# ***Sentiment Analysis of Tweets on Apple and Google Products***



## *Introduction*

This project aims to perform sentiment analysis on tweets related to Apple and Google products using a labeled dataset. By classifying tweets as positive, negative, or neutral, we seek to understand public perception of these tech giants and uncover trends in user opinion. The dataset offers a realistic glimpse into consumer sentiment, making it ideal for training and evaluating NLP classification models.

### *Problem Statement*

With millions of users sharing their opinions on social media, understanding customer sentiment toward major tech brands is vital. This project seeks to automatically classify tweets mentioning Apple and Google products into positive, negative, or neutral sentiments. By leveraging natural language processing, we aim to build a model that can extract meaningful insights from public opinion, helping stakeholders understand brand perception and inform strategic decisions.

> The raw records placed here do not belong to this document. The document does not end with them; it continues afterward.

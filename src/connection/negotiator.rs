//! Negotiation exchange.
//!
//! One `OPTIONS` request against the target url yields the connection id and
//! the server's transports. Auth rejections keep their own error kinds so the
//! connection can forward them to the redirect callback.

// ============================================================================
// Imports
// ============================================================================

use std::sync::Arc;
use std::time::Duration;

use tokio::time::timeout;
use tracing::debug;
use url::Url;

use crate::error::{Error, Result};
use crate::http::{HttpClient, HttpResponse};
use crate::protocol::NegotiateResponse;

// ============================================================================
// Constants
// ============================================================================

/// HTTP status for an unauthenticated request.
const STATUS_UNAUTHORIZED: u16 = 401;

/// HTTP status for a forbidden request.
const STATUS_FORBIDDEN: u16 = 403;

// ============================================================================
// Negotiator
// ============================================================================

/// Performs the negotiation exchange.
#[derive(Clone)]
pub struct Negotiator {
    /// Client for the exchange.
    client: Arc<dyn HttpClient>,
    /// Upper bound for the exchange.
    timeout: Duration,
}

impl Negotiator {
    /// Creates a negotiator.
    #[inline]
    #[must_use]
    pub fn new(client: Arc<dyn HttpClient>, timeout: Duration) -> Self {
        Self { client, timeout }
    }

    /// Negotiates with the server at `url`.
    ///
    /// # Errors
    ///
    /// - [`Error::Unauthorized`] on 401, carrying the server message
    /// - [`Error::Forbidden`] on 403, carrying the server message
    /// - [`Error::Negotiation`] on any other failure or timeout
    pub async fn negotiate(&self, url: &Url) -> Result<NegotiateResponse> {
        debug!(%url, "Negotiating");

        let response = timeout(self.timeout, self.client.options(url))
            .await
            .map_err(|_| {
                Error::negotiation(format!("timed out after {}ms", self.timeout.as_millis()))
            })?
            .map_err(Self::classify)?;

        let negotiated = Self::interpret(response)?;

        debug!(
            connection_id = %negotiated.connection_id,
            transports = ?negotiated.available_transports,
            "Negotiation completed"
        );

        Ok(negotiated)
    }

    /// Maps a response to a negotiation outcome.
    fn interpret(response: HttpResponse) -> Result<NegotiateResponse> {
        if !response.is_success() {
            return Err(Self::classify(Error::http(response.status, response.body)));
        }

        NegotiateResponse::from_json(&response.body)
            .map_err(|e| Error::negotiation(format!("invalid negotiate response: {e}")))
    }

    /// Normalizes client errors into negotiation errors.
    fn classify(err: Error) -> Error {
        match err {
            Error::Http {
                status: STATUS_UNAUTHORIZED,
                message,
            } => Error::unauthorized(message),
            Error::Http {
                status: STATUS_FORBIDDEN,
                message,
            } => Error::forbidden(message),
            Error::Http { status, message } => {
                Error::negotiation(format!("server responded with {status}: {message}"))
            }
            err if err.is_negotiation_error() => err,
            err => Error::negotiation(err.to_string()),
        }
    }
}

// ============================================================================
// Tests
// ============================================================================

### Dataset Overview: "tweet_product_company.csv"

This dataset captures real-world tweet data mentioning Apple and Google products, offering a rich source of public sentiment expressed through social media. Each entry typically includes the tweet's text, the referenced product, the associated company (Apple or Google), and a sentiment label—categorized as **positive**, **negative**, or **neutral**.

### Data Source

The dataset was curated from Twitter via public scraping or aggregated repositories, specifically targeting mentions of Apple and Google. While exact sourcing details may vary, the collection aligns with ethical standards for public tweet analysis and is commonly used in NLP and sentiment modeling projects. It reflects organic user opinions and consumer reactions across various product releases, updates, and experiences.

### Why This Dataset?

This data is perfectly suited for sentiment analysis because:
- Tweets are short, noisy, and opinion-driven—ideal for testing robust NLP techniques.
- It supports both **binary** classification (positive vs negative) and **multiclass** sentiment prediction.
- Comparative sentiment between Apple and Google enables business insights and brand analysis.
- It offers real-world variability—emoji usage, slang, abbreviations—which makes preprocessing more meaningful.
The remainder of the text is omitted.